📄 clustalw.doc

📁 在任务级并行平台P2HP上
💻 DOC
📖 第 1 页 / 共 3 页
字号:
12 3 下一页
README for Clustal W version 1.7  June 1997

             Clustal W version 1.7 Documentation

This file provides some notes on the latest changes, installation and usage
of the Clustal W multiple sequence alignment program.



Julie Thompson (Thompson@EMBL-Heidelberg.DE)
Toby Gibson    (Gibson@EMBL-Heidelberg.DE)

European Molecular Biology Laboratory
Meyerhofstrasse 1
D 69117 Heidelberg
Germany


Des Higgins (Higgins@ucc.ie)

University of County Cork
Cork
Ireland


Please e-mail bug reports/complaints/suggestions (polite if possible)
to Toby Gibson or Des Higgins.  



Thompson, J.D., Higgins, D.G. and Gibson, T.J. (1994)
CLUSTAL W: improving the sensitivity of progressive multiple sequence alignment
through sequence weighting, positions-specific gap penalties and weight matrix
choice.  Nucleic Acids Research, 22:4673-4680.

--------------------------------------------------------------

What's New (June 1997) in Version 1.7 (since version 1.6).


1. The static arrays used by clustalw for storing the alignment data have been
replaced by dynamically allocated memory.

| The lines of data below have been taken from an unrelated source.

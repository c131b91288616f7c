//! Age range to zero-based period index mapping

use serde::{Deserialize, Serialize};

use crate::error::TimelineError;

/// Projection timeline: one period per year of age starting at `start_age`
#[derive(Debug, Clone, Copy, PartialEq, Eq, Serialize, Deserialize)]
pub struct Timeline {
    start_age: u32,
    period_count: usize,
}

impl Timeline {
    /// Create a timeline with `period_count` annual periods
    pub fn new(start_age: u32, period_count: usize) -> Result<Self, TimelineError> {
        if period_count == 0 {
            return Err(TimelineError::Empty { start_age, period_count });
        }
        // The last age must fit in a u32
        u32::try_from(period_count - 1)
            .ok()
            .and_then(|last| start_age.checked_add(last))
            .ok_or(TimelineError::TooLong { start_age, period_count })?;
        Ok(Self { start_age, period_count })
    }

    /// Create a timeline covering `start_age..=end_age`
    pub fn from_age_range(start_age: u32, end_age: u32) -> Result<Self, TimelineError> {
        if end_age < start_age {
            return Err(TimelineError::Inverted { start_age, end_age });
        }
        Self::new(start_age, (end_age - start_age) as usize + 1)
    }

    pub fn start_age(&self) -> u32 {
        self.start_age
    }

    /// Last age covered (inclusive)
    pub fn end_age(&self) -> u32 {
        self.start_age + (self.period_count - 1) as u32
    }

    pub fn len(&self) -> usize {
        self.period_count
    }

    /// Always false; a timeline has at least one period
    pub fn is_empty(&self) -> bool {
        false
    }

    /// Period index for an age, if the age is on the timeline
    pub fn index_of(&self, age: u32) -> Option<usize> {
        let index = age.checked_sub(self.start_age)? as usize;
        (index < self.period_count).then_some(index)
    }

    /// Age at a period index, if the index is on the timeline
    pub fn age_at(&self, index: usize) -> Option<u32> {
        (index < self.period_count).then(|| self.start_age + index as u32)
    }

    pub fn contains_age(&self, age: u32) -> bool {
        self.index_of(age).is_some()
    }

    /// Iterate over every age on the timeline
    pub fn ages(&self) -> impl Iterator<Item = u32> {
        self.start_age..=self.end_age()
    }
}

#[cfg(test)]
mod tests {
    use super::*;

    #[test]
    fn test_index_mapping() {
        let timeline = Timeline::new(30, 5).unwrap();
        assert_eq!(timeline.end_age(), 34);
        assert_eq!(timeline.index_of(30), Some(0));
        assert_eq!(timeline.index_of(34), Some(4));
        assert_eq!(timeline.index_of(35), None);
        assert_eq!(timeline.index_of(29), None);
        assert_eq!(timeline.age_at(2), Some(32));
        assert_eq!(timeline.age_at(5), None);
        assert_eq!(timeline.ages().collect::<Vec<_>>(), vec![30, 31, 32, 33, 34]);
    }

    #[test]
    fn test_from_age_range_is_inclusive() {
        let timeline = Timeline::from_age_range(40, 40).unwrap();
        assert_eq!(timeline.len(), 1);
        assert_eq!(timeline.end_age(), 40);
    }

    #[test]
    fn test_invalid_timelines() {
        assert_eq!(
            Timeline::new(30, 0),
            Err(TimelineError::Empty { start_age: 30, period_count: 0 })
        );
        assert_eq!(
            Timeline::from_age_range(50, 49),
            Err(TimelineError::Inverted { start_age: 50, end_age: 49 })
        );
    }

    #[test]
    fn test_end_age_must_be_representable() {
        assert_eq!(
            Timeline::new(30, usize::MAX),
            Err(TimelineError::TooLong { start_age: 30, period_count: usize::MAX })
        );
        assert_eq!(
            Timeline::new(u32::MAX, 2),
            Err(TimelineError::TooLong { start_age: u32::MAX, period_count: 2 })
        );

        let widest = Timeline::new(u32::MAX - 4, 5).unwrap();
        assert_eq!(widest.end_age(), u32::MAX);
    }
}
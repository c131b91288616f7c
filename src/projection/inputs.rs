//! Per-period input records and the materializer that builds them
//!
//! Every tracked quantity is compiled from its own baseline growth and its
//! own override list, then the series are zipped into one dense record per
//! timeline index. Inflation is compiled first because it drives the growth
//! of lifestyle spending and rent.

use std::collections::{BTreeMap, HashMap};
use std::fmt;

use log::debug;
use serde::{Deserialize, Serialize};

use crate::error::SimulationError;
use crate::overrides::{compile, ComponentSpec, GrowthOverride, GrowthRule};
use crate::plan::{Housing, PersonIncome, PlanState, RetirementPlan};
use crate::scenario::{Scenario, ScenarioEdit};
use crate::timeline::Timeline;

/// Household quantity compiled into its own per-period series
///
/// Ordering follows declaration order, which is also the order of [`Component::ALL`].
#[derive(Debug, Clone, Copy, PartialEq, Eq, PartialOrd, Ord, Hash, Serialize, Deserialize)]
#[serde(rename_all = "snake_case")]
pub enum Component {
    UserBase,
    UserBonus,
    PartnerBase,
    PartnerBonus,
    Lifestyle,
    Housing,
    MarketReturn,
    Inflation,
    CashYield,
    StateTax,
}

impl Component {
    pub const ALL: [Component; 10] = [
        Component::UserBase,
        Component::UserBonus,
        Component::PartnerBase,
        Component::PartnerBonus,
        Component::Lifestyle,
        Component::Housing,
        Component::MarketReturn,
        Component::Inflation,
        Component::CashYield,
        Component::StateTax,
    ];

    pub fn as_str(&self) -> &'static str {
        match self {
            Component::UserBase => "user_base",
            Component::UserBonus => "user_bonus",
            Component::PartnerBase => "partner_base",
            Component::PartnerBonus => "partner_bonus",
            Component::Lifestyle => "lifestyle",
            Component::Housing => "housing",
            Component::MarketReturn => "market_return",
            Component::Inflation => "inflation",
            Component::CashYield => "cash_yield",
            Component::StateTax => "state_tax",
        }
    }

    pub fn is_partner(&self) -> bool {
        matches!(self, Component::PartnerBase | Component::PartnerBonus)
    }
}

/// Whether a component grows with the compiled inflation series
///
/// Lifestyle spending always does; housing only while renting, since an
/// owned-home payment is flat.
pub fn is_inflation_linked(plan: &PlanState, component: Component) -> bool {
    match component {
        Component::Lifestyle => true,
        Component::Housing => matches!(plan.housing, Housing::Rent { .. }),
        _ => false,
    }
}

impl fmt::Display for Component {
    fn fmt(&self, f: &mut fmt::Formatter<'_>) -> fmt::Result {
        f.write_str(self.as_str())
    }
}

/// Household member an edit applies to
#[derive(Debug, Clone, Copy, PartialEq, Eq, Hash, Serialize, Deserialize)]
#[serde(rename_all = "snake_case")]
pub enum Person {
    User,
    Partner,
}

/// Asset bucket receiving a one-time cash event
#[derive(Debug, Clone, Copy, Default, PartialEq, Eq, Hash, Serialize, Deserialize)]
#[serde(rename_all = "snake_case")]
pub enum Bucket {
    #[default]
    Cash,
    Brokerage,
    TaxDeferred,
    Roth,
}

/// Signed one-time cash flow (inheritance, wedding, car purchase, ...)
#[derive(Debug, Clone, PartialEq, Serialize, Deserialize)]
pub struct OneTimeEvent {
    #[serde(default)]
    pub label: String,
    pub amount: f64,
    #[serde(default)]
    pub bucket: Bucket,
}

/// Resolved income and plan parameters for one person in one period
#[derive(Debug, Clone, PartialEq, Serialize, Deserialize)]
pub struct PersonPeriod {
    pub base_annual: f64,
    pub bonus_annual: f64,
    pub pre_tax_deductions_annual: f64,
    pub retirement: Option<RetirementPlan>,
}

/// Everything the engine needs for one period
#[derive(Debug, Clone, PartialEq, Serialize, Deserialize)]
pub struct PerPeriodInput {
    pub index: usize,
    pub age: u32,
    pub user: PersonPeriod,
    pub partner: Option<PersonPeriod>,
    pub lifestyle_monthly: f64,
    pub housing_monthly: f64,
    pub market_return_pct: f64,
    pub inflation_pct: f64,
    pub cash_yield_pct: f64,
    pub state_tax_pct: f64,
    /// Kept as a list; summed only by the engine
    pub events: Vec<OneTimeEvent>,
}

impl PerPeriodInput {
    pub fn net_events(&self) -> f64 {
        self.events.iter().map(|e| e.amount).sum()
    }
}

fn pay_growth(person: &PersonIncome) -> GrowthRule {
    GrowthRule::Percent(person.growth_pct / 100.0)
}

/// Baseline specification of a component with no edits applied
///
/// Returns `None` for partner components when the plan has no partner.
pub fn baseline_spec(plan: &PlanState, component: Component) -> Option<ComponentSpec> {
    let inflation = GrowthRule::Percent(plan.assumptions.inflation_pct / 100.0);
    let rates = &plan.assumptions;

    let spec = match component {
        Component::UserBase => ComponentSpec::new(plan.user.base_annual, pay_growth(&plan.user)),
        Component::UserBonus => {
            ComponentSpec::new(plan.user.bonus_annual.unwrap_or(0.0), pay_growth(&plan.user))
        }
        Component::PartnerBase => {
            let partner = plan.partner.as_ref()?;
            ComponentSpec::new(partner.base_annual, pay_growth(partner))
        }
        Component::PartnerBonus => {
            let partner = plan.partner.as_ref()?;
            ComponentSpec::new(partner.bonus_annual.unwrap_or(0.0), pay_growth(partner))
        }
        Component::Lifestyle => ComponentSpec::new(plan.expenses.monthly_total(), inflation),
        Component::Housing => match &plan.housing {
            Housing::Rent { monthly_rent } => ComponentSpec::new(*monthly_rent, inflation),
            Housing::Own { monthly_payment, .. } => {
                ComponentSpec::new(*monthly_payment, GrowthRule::flat())
            }
        },
        Component::MarketReturn => ComponentSpec::rate(rates.market_return_pct),
        Component::Inflation => ComponentSpec::rate(rates.inflation_pct),
        Component::CashYield => ComponentSpec::rate(rates.cash_yield_pct),
        Component::StateTax => ComponentSpec::rate(rates.state_tax_pct),
    };

    Some(spec)
}

fn check_age(
    timeline: &Timeline,
    what: &'static str,
    age: u32,
) -> Result<usize, SimulationError> {
    timeline.index_of(age).ok_or(SimulationError::AgeOutOfRange {
        what,
        age,
        start_age: timeline.start_age(),
        end_age: timeline.end_age(),
    })
}

/// Resolve the retirement plan in force at every index
///
/// A change replaces the whole record at its start age and stays in force
/// until the next change; later-listed changes win on the same age.
fn retirement_schedule(
    timeline: &Timeline,
    initial: Option<RetirementPlan>,
    mut changes: Vec<(u32, Option<RetirementPlan>)>,
) -> Vec<Option<RetirementPlan>> {
    changes.sort_by_key(|(from_age, _)| *from_age);

    timeline
        .ages()
        .map(|age| {
            changes
                .iter()
                .rev()
                .find(|(from_age, _)| *from_age <= age)
                .map(|(_, plan)| *plan)
                .unwrap_or(initial)
        })
        .collect()
}

/// Build one input record per period for a plan under a scenario
pub fn materialize(
    plan: &PlanState,
    scenario: &Scenario,
) -> Result<Vec<PerPeriodInput>, SimulationError> {
    plan.validate()?;
    let timeline = plan.timeline()?;

    let mut specs: BTreeMap<Component, ComponentSpec> = Component::ALL
        .iter()
        .filter_map(|&component| baseline_spec(plan, component).map(|spec| (component, spec)))
        .collect();

    let mut retirement_changes: HashMap<Person, Vec<(u32, Option<RetirementPlan>)>> = HashMap::new();
    let mut events: Vec<Vec<OneTimeEvent>> = vec![Vec::new(); timeline.len()];

    for edit in &scenario.edits {
        match edit {
            ScenarioEdit::Override { component, edit } => {
                specs
                    .get_mut(component)
                    .ok_or(SimulationError::MissingPartner { component: *component })?
                    .overrides
                    .push(*edit);
            }
            ScenarioEdit::Growth { component, from_age, value } => {
                specs
                    .get_mut(component)
                    .ok_or(SimulationError::MissingPartner { component: *component })?
                    .growth_overrides
                    .push(GrowthOverride { from_age: *from_age, value: *value });
            }
            ScenarioEdit::RetirementPlanChange { person, from_age, plan: replacement } => {
                if *person == Person::Partner && !plan.has_partner() {
                    return Err(SimulationError::MissingPartner { component: Component::PartnerBase });
                }
                check_age(&timeline, "retirement plan change", *from_age)?;
                if let Some(replacement) = replacement {
                    replacement.validate("retirement_plan_change")?;
                }
                retirement_changes
                    .entry(*person)
                    .or_default()
                    .push((*from_age, *replacement));
            }
            ScenarioEdit::OneTimeEvent { age, label, amount, bucket } => {
                let index = check_age(&timeline, "one-time event", *age)?;
                if !amount.is_finite() {
                    return Err(SimulationError::NonFiniteInput {
                        index,
                        field: "event amount",
                        value: *amount,
                    });
                }
                events[index].push(OneTimeEvent {
                    label: label.clone(),
                    amount: *amount,
                    bucket: *bucket,
                });
            }
        }
    }

    let compile_component = |component: Component, spec: &ComponentSpec| {
        compile(spec, &timeline).map_err(|source| SimulationError::Compile { component, source })
    };

    let mut series: BTreeMap<Component, Vec<f64>> = BTreeMap::new();
    if let Some(spec) = specs.remove(&Component::Inflation) {
        let inflation = compile_component(Component::Inflation, &spec)?;
        let path: Vec<f64> = inflation.iter().map(|pct| pct / 100.0).collect();
        for (component, spec) in specs.iter_mut() {
            if is_inflation_linked(plan, *component) {
                spec.growth_path = Some(path.clone());
            }
        }
        series.insert(Component::Inflation, inflation);
    }

    for (component, spec) in &specs {
        series.insert(*component, compile_component(*component, spec)?);
    }

    debug!(
        "materialized scenario '{}': {} components, {} edits, {} periods",
        scenario.name,
        series.len(),
        scenario.edits.len(),
        timeline.len()
    );

    let user_plans = retirement_schedule(
        &timeline,
        plan.user.retirement,
        retirement_changes.remove(&Person::User).unwrap_or_default(),
    );
    let partner_plans = plan.partner.as_ref().map(|partner| {
        retirement_schedule(
            &timeline,
            partner.retirement,
            retirement_changes.remove(&Person::Partner).unwrap_or_default(),
        )
    });

    let at = |component: Component, index: usize| series[&component][index];

    let inputs = timeline
        .ages()
        .enumerate()
        .zip(events)
        .map(|((index, age), events)| PerPeriodInput {
            index,
            age,
            user: PersonPeriod {
                base_annual: at(Component::UserBase, index),
                bonus_annual: at(Component::UserBonus, index),
                pre_tax_deductions_annual: plan.user.pre_tax_deductions_annual,
                retirement: user_plans[index],
            },
            partner: plan.partner.as_ref().zip(partner_plans.as_ref()).map(|(partner, plans)| {
                PersonPeriod {
                    base_annual: at(Component::PartnerBase, index),
                    bonus_annual: at(Component::PartnerBonus, index),
                    pre_tax_deductions_annual: partner.pre_tax_deductions_annual,
                    retirement: plans[index],
                }
            }),
            lifestyle_monthly: at(Component::Lifestyle, index),
            housing_monthly: at(Component::Housing, index),
            market_return_pct: at(Component::MarketReturn, index),
            inflation_pct: at(Component::Inflation, index),
            cash_yield_pct: at(Component::CashYield, index),
            state_tax_pct: at(Component::StateTax, index),
            events,
        })
        .collect();

    Ok(inputs)
}

/// Baseline inputs: every component compiled with no edits
pub fn materialize_baseline(plan: &PlanState) -> Result<Vec<PerPeriodInput>, SimulationError> {
    materialize(plan, &Scenario::baseline())
}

There is now no limit on the number
or length of sequences which can be input.

2. The alignment of DNA sequences now offers a new hard-coded matrix, as well
as the identity matrix used previously. The new matrix is the default scoring
matrix used by the BESTFIT program of the GCG package for the comparison of
nucleic acid sequences. X's and N's are treated as matches to any IUB ambiguity
symbol. All matches score 1.9; all mismatches for IUB symbols score 0.0.

3. The transition weight option for aligning nucleotide sequences has been
changed from an on/off toggle to a weight between 0 and 1.  A weight of zero
means that the transitions are scored as mismatches; a weight of 1 gives 
transitions the full match score. For distantly related DNA sequences, the
weight should be near to zero; for closely related sequences it can be useful
to assign a higher score.

4. The RSF sequence alignment file format used by GCG Version 9 can now be
read.

5. The clustal sequence alignment file format has been changed to allow
sequence names longer than 10 characters. The maximum length allowed is set in
clustalw.h by the statement:
#define MAXNAMES	10

For the fasta format, the name is taken as the first string after the '>'
character, stopping at the first white space. (Previously, the first 10
characters were taken, replacing blanks by underscores).

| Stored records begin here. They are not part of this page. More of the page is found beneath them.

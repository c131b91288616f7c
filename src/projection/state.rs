//! Running balances threaded from one projection year to the next

use serde::{Deserialize, Serialize};

use crate::money::clamp_near_zero;
use crate::plan::{PlanState, StartingBalances};

use super::inputs::Bucket;

/// Asset bucket balances
#[derive(Debug, Clone, Copy, Default, PartialEq, Serialize, Deserialize)]
pub struct Balances {
    pub cash: f64,
    pub brokerage: f64,
    pub tax_deferred: f64,
    pub roth: f64,
}

impl Balances {
    pub fn total(&self) -> f64 {
        self.cash + self.brokerage + self.tax_deferred + self.roth
    }

    /// One period of growth: cash at the cash yield, invested buckets at the
    /// market return. Rates are in percent units.
    pub fn grow(&mut self, cash_yield_pct: f64, market_return_pct: f64) {
        let market = 1.0 + market_return_pct / 100.0;
        self.cash *= 1.0 + cash_yield_pct / 100.0;
        self.brokerage *= market;
        self.tax_deferred *= market;
        self.roth *= market;
    }

    pub fn credit(&mut self, bucket: Bucket, amount: f64) {
        match bucket {
            Bucket::Cash => self.cash += amount,
            Bucket::Brokerage => self.brokerage += amount,
            Bucket::TaxDeferred => self.tax_deferred += amount,
            Bucket::Roth => self.roth += amount,
        }
    }

    pub fn clamp_near_zero(&mut self, epsilon: f64) {
        self.cash = clamp_near_zero(self.cash, epsilon);
        self.brokerage = clamp_near_zero(self.brokerage, epsilon);
        self.tax_deferred = clamp_near_zero(self.tax_deferred, epsilon);
        self.roth = clamp_near_zero(self.roth, epsilon);
    }
}

impl From<StartingBalances> for Balances {
    fn from(start: StartingBalances) -> Self {
        Self {
            cash: start.cash,
            brokerage: start.brokerage,
            tax_deferred: start.tax_deferred,
            roth: start.roth,
        }
    }
}

/// Household state at the start of a projection year
#[derive(Debug, Clone, PartialEq)]
pub struct ProjectionState {
    /// Index of the next period to project
    pub index: usize,

    pub balances: Balances,

    /// Outstanding balance per debt, aligned with the plan's debt list
    pub debt_balances: Vec<f64>,

    pub home_value: f64,
}

impl ProjectionState {
    /// Opening state taken from the plan's starting balances
    pub fn from_plan(plan: &PlanState) -> Self {
        Self {
            index: 0,
            balances: plan.assets.into(),
            debt_balances: plan.debts.iter().map(|d| d.balance).collect(),
            home_value: plan.housing.home_value(),
        }
    }

    pub fn total_debt(&self) -> f64 {
        self.debt_balances.iter().sum()
    }

    pub fn net_worth(&self) -> f64 {
        self.balances.total() + self.home_value - self.total_debt()
    }
}

#[cfg(test)]
mod tests {
    use super::*;
    use crate::plan::fixtures::{couple_owner, single_renter};
    use approx::assert_relative_eq;

    #[test]
    fn test_from_plan() {
        let state = ProjectionState::from_plan(&couple_owner());

        assert_eq!(state.index, 0);
        assert_eq!(state.balances.total(), 280_000.0);
        assert_eq!(state.debt_balances, vec![18_000.0]);
        assert_eq!(state.home_value, 500_000.0);
        assert_eq!(state.net_worth(), 762_000.0);
    }

    #[test]
    fn test_renter_has_no_home_value() {
        let state = ProjectionState::from_plan(&single_renter());
        assert_eq!(state.home_value, 0.0);
        assert_eq!(state.total_debt(), 4_000.0);
    }

    #[test]
    fn test_growth_rates_per_bucket() {
        let mut balances = Balances {
            cash: 1000.0,
            brokerage: 1000.0,
            tax_deferred: 2000.0,
            roth: -0.0,
        };
        balances.grow(2.0, 10.0);

        assert_relative_eq!(balances.cash, 1020.0, max_relative = 1e-12);
        assert_relative_eq!(balances.brokerage, 1100.0, max_relative = 1e-12);
        assert_relative_eq!(balances.tax_deferred, 2200.0, max_relative = 1e-12);
        assert_eq!(balances.roth, 0.0);
    }

    #[test]
    fn test_credit_and_clamp() {
        let mut balances = Balances::default();
        balances.credit(Bucket::Roth, 500.0);
        balances.credit(Bucket::Cash, 0.001);
        balances.credit(Bucket::Brokerage, -0.004);
        balances.clamp_near_zero(0.005);

        assert_eq!(balances.roth, 500.0);
        assert_eq!(balances.cash, 0.0);
        assert_eq!(balances.brokerage, 0.0);
    }
}
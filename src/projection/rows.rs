//! Year-by-year output rows and projection summaries

use serde::{Deserialize, Serialize};

/// One projected year for the household
#[derive(Debug, Clone, Default, PartialEq, Serialize, Deserialize)]
pub struct YearRow {
    pub index: usize,
    pub age: u32,

    // Income
    pub user_gross: f64,
    pub partner_gross: f64,
    pub gross_income: f64,

    // Retirement contributions
    pub employee_pre_tax: f64,
    pub employee_roth: f64,
    pub employer_match: f64,
    pub pre_tax_deductions: f64,

    // Taxable income
    /// Before the standard deduction
    pub taxable_income: f64,
    pub standard_deduction: f64,
    pub taxable_after_deduction: f64,

    // Taxes
    pub federal_income_tax: f64,
    pub state_income_tax: f64,
    pub social_security_tax: f64,
    pub medicare_tax: f64,
    pub additional_medicare_tax: f64,
    pub payroll_tax: f64,
    pub taxes_paid: f64,

    pub after_tax_income: f64,
    /// After-tax income less Roth deferrals
    pub take_home: f64,

    // Monthly outflow
    pub lifestyle_monthly: f64,
    pub housing_monthly: f64,
    pub debt_monthly: f64,
    pub total_monthly_outflow: f64,

    // Savings
    pub net_one_time_events: f64,
    pub annual_savings: f64,
    pub buffer_target: f64,

    // End-of-year balances
    pub cash: f64,
    pub brokerage: f64,
    pub tax_deferred: f64,
    pub roth: f64,
    pub end_asset_value: f64,
    pub home_value: f64,
    pub net_worth: f64,

    // Debt
    pub debt_principal_paid: f64,
    pub debt_interest_paid: f64,
    pub debt_balance: f64,
}

impl YearRow {
    pub fn new(index: usize, age: u32) -> Self {
        Self {
            index,
            age,
            ..Default::default()
        }
    }
}

/// Rows produced for one scenario
#[derive(Debug, Clone, PartialEq, Serialize, Deserialize)]
pub struct ProjectionResult {
    pub scenario: String,
    pub rows: Vec<YearRow>,
}

impl ProjectionResult {
    pub fn new(scenario: impl Into<String>, rows: Vec<YearRow>) -> Self {
        Self {
            scenario: scenario.into(),
            rows,
        }
    }

    pub fn final_row(&self) -> Option<&YearRow> {
        self.rows.last()
    }

    /// First age whose ending net worth reaches `threshold`
    pub fn first_age_net_worth_at_least(&self, threshold: f64) -> Option<u32> {
        self.rows
            .iter()
            .find(|row| row.net_worth >= threshold)
            .map(|row| row.age)
    }

    /// First age that ends with every debt paid off
    pub fn debt_free_age(&self) -> Option<u32> {
        self.rows
            .iter()
            .find(|row| row.debt_balance <= 0.0)
            .map(|row| row.age)
    }

    pub fn summary(&self) -> ProjectionSummary {
        let total = |f: fn(&YearRow) -> f64| self.rows.iter().map(f).sum::<f64>();
        let last = self.final_row();

        ProjectionSummary {
            scenario: self.scenario.clone(),
            years: self.rows.len(),
            total_gross_income: total(|r| r.gross_income),
            total_taxes_paid: total(|r| r.taxes_paid),
            total_annual_savings: total(|r| r.annual_savings),
            total_retirement_contributions: total(|r| {
                r.employee_pre_tax + r.employee_roth + r.employer_match
            }),
            total_debt_interest: total(|r| r.debt_interest_paid),
            final_end_asset_value: last.map_or(0.0, |r| r.end_asset_value),
            final_net_worth: last.map_or(0.0, |r| r.net_worth),
            min_cash: self.rows.iter().map(|r| r.cash).reduce(f64::min).unwrap_or(0.0),
            debt_free_age: self.debt_free_age(),
        }
    }
}

/// Summary statistics for a projection
#[derive(Debug, Clone, PartialEq, Serialize, Deserialize)]
pub struct ProjectionSummary {
    pub scenario: String,
    pub years: usize,
    pub total_gross_income: f64,
    pub total_taxes_paid: f64,
    pub total_annual_savings: f64,
    pub total_retirement_contributions: f64,
    pub total_debt_interest: f64,
    pub final_end_asset_value: f64,
    pub final_net_worth: f64,
    /// Lowest year-end cash balance; negative means an unfunded shortfall
    pub min_cash: f64,
    pub debt_free_age: Option<u32>,
}
//! Federal income tax and employee payroll tax utilities
//!
//! All functions are stateless and parameterised by a versioned
//! [`TaxPolicy`] table.

mod policy;
mod calc;
pub mod loader;

pub use policy::{Bracket, ByFilingStatus, FilingStatus, TaxPolicy, SUPPORTED_TAX_YEARS};
pub use calc::{
    employee_payroll_taxes, federal_income_tax, standard_deduction, PayrollTaxes, PayrollWages,
};
//! Household Projection - deterministic what-if engine for household finances
//!
//! This library provides:
//! - Override series compilation (set/add/mult/cap edits over a growth rule)
//! - Per-period input materialization from a plan plus scenario edits
//! - Year-by-year projection of income, taxes, savings, debts and balances
//! - Federal income and payroll tax tables
//! - Multi-scenario comparison against the baseline

pub mod error;
pub mod money;
pub mod timeline;
pub mod overrides;
pub mod tax;
pub mod plan;
pub mod projection;
pub mod scenario;

// Re-export commonly used types
pub use error::{CompileError, LoadError, PlanError, SimulationError, TaxTableError, TimelineError};
pub use overrides::{compile_series, ComponentSpec, GrowthRule, Override};
pub use plan::PlanState;
pub use projection::{simulate, PerPeriodInput, ProjectionConfig, ProjectionEngine, ProjectionResult, YearRow};
pub use scenario::{Scenario, ScenarioEdit, ScenarioRunner};
pub use tax::{FilingStatus, TaxPolicy};
pub use timeline::Timeline;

6. The bootstrap values written in the phylip tree file format can be assigned
either to branches or nodes. The default is to write the values on the nodes,
as this can be read by several commonly-used tree display programs. But note
that this can lead to confusion if the tree is rooted and the bootstraps may
be better attached to the internal branches: Software developers should ensure
they can read the branch label format.

7. The sequence weighting used during sequence to profile alignments has been
changed. The tree weight is now multiplied by the percent identity of the
new sequence compared with the most closely related sequence in the profile.

8. The sequence weighting used during profile to profile alignments has been
changed. A guide tree is now built for each profile separately and the
sequence weights calculated from the two trees. The weights for each
sequence are then multiplied by the percent identity of the sequence compared
with the most closely related sequence in the opposite profile.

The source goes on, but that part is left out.